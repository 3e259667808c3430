//! Cholesky factorization of covariance matrices, backed by `nalgebra`
//!
//! The regressors keep their data in `ndarray`; this module converts at the
//! boundary and exposes only the operations a Gaussian process needs.

use crate::error::RegressorError;
use nalgebra::{Cholesky, DMatrix, DVector, Dyn};
use ndarray::{Array1, Array2, ArrayView1};

/// `L` with `L * L^T = K` for a symmetric positive definite `K`
#[derive(Debug, Clone)]
pub struct CholeskyFactor {
    inner: Cholesky<f64, Dyn>,
}

impl CholeskyFactor {
    /// Factorize `a`. Only the lower triangle is read.
    ///
    /// Fails with [`RegressorError::NotPositiveDefinite`] when a pivot is not
    /// strictly positive or the matrix holds non-finite values.
    pub fn new(a: &Array2<f64>) -> Result<Self, RegressorError> {
        let n = a.nrows();
        if a.iter().any(|v| !v.is_finite()) {
            return Err(RegressorError::NotPositiveDefinite { size: n });
        }
        let m = DMatrix::from_fn(n, a.ncols(), |i, j| a[[i, j]]);
        Cholesky::new(m)
            .map(|inner| Self { inner })
            .ok_or(RegressorError::NotPositiveDefinite { size: n })
    }

    /// Order of the factorized matrix
    pub fn size(&self) -> usize {
        self.inner.l_dirty().nrows()
    }

    /// Lower-triangular factor as an `ndarray` matrix
    pub fn lower(&self) -> Array2<f64> {
        to_array2(&self.inner.l())
    }

    /// Solve `K x = b`
    pub fn solve(&self, b: ArrayView1<f64>) -> Array1<f64> {
        to_array1(&self.inner.solve(&to_dvector(b)))
    }

    /// Solve `L x = b` by forward substitution
    pub fn solve_lower(&self, b: ArrayView1<f64>) -> Array1<f64> {
        let x = self
            .inner
            .l_dirty()
            .solve_lower_triangular_unchecked(&to_dvector(b));
        to_array1(&x)
    }

    /// `K^{-1}`
    pub fn inverse(&self) -> Array2<f64> {
        to_array2(&self.inner.inverse())
    }

    /// `log |K|` from the factor's diagonal
    pub fn log_det(&self) -> f64 {
        2.0 * self
            .inner
            .l_dirty()
            .diagonal()
            .iter()
            .map(|d| d.ln())
            .sum::<f64>()
    }
}

fn to_dvector(v: ArrayView1<f64>) -> DVector<f64> {
    DVector::from_iterator(v.len(), v.iter().copied())
}

fn to_array1(v: &DVector<f64>) -> Array1<f64> {
    v.iter().copied().collect()
}

fn to_array2(m: &DMatrix<f64>) -> Array2<f64> {
    Array2::from_shape_fn((m.nrows(), m.ncols()), |(i, j)| m[(i, j)])
}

━━━━━━━━━━━━━━━━

### Instructions for the task
Filter the records above for the string "nrows" and copy each matching line.

### Solution for this problem
        let n = a.nrows();
        self.inner.l_dirty().nrows()
    Array2::from_shape_fn((m.nrows(), m.ncols()), |(i, j)| m[(i, j)])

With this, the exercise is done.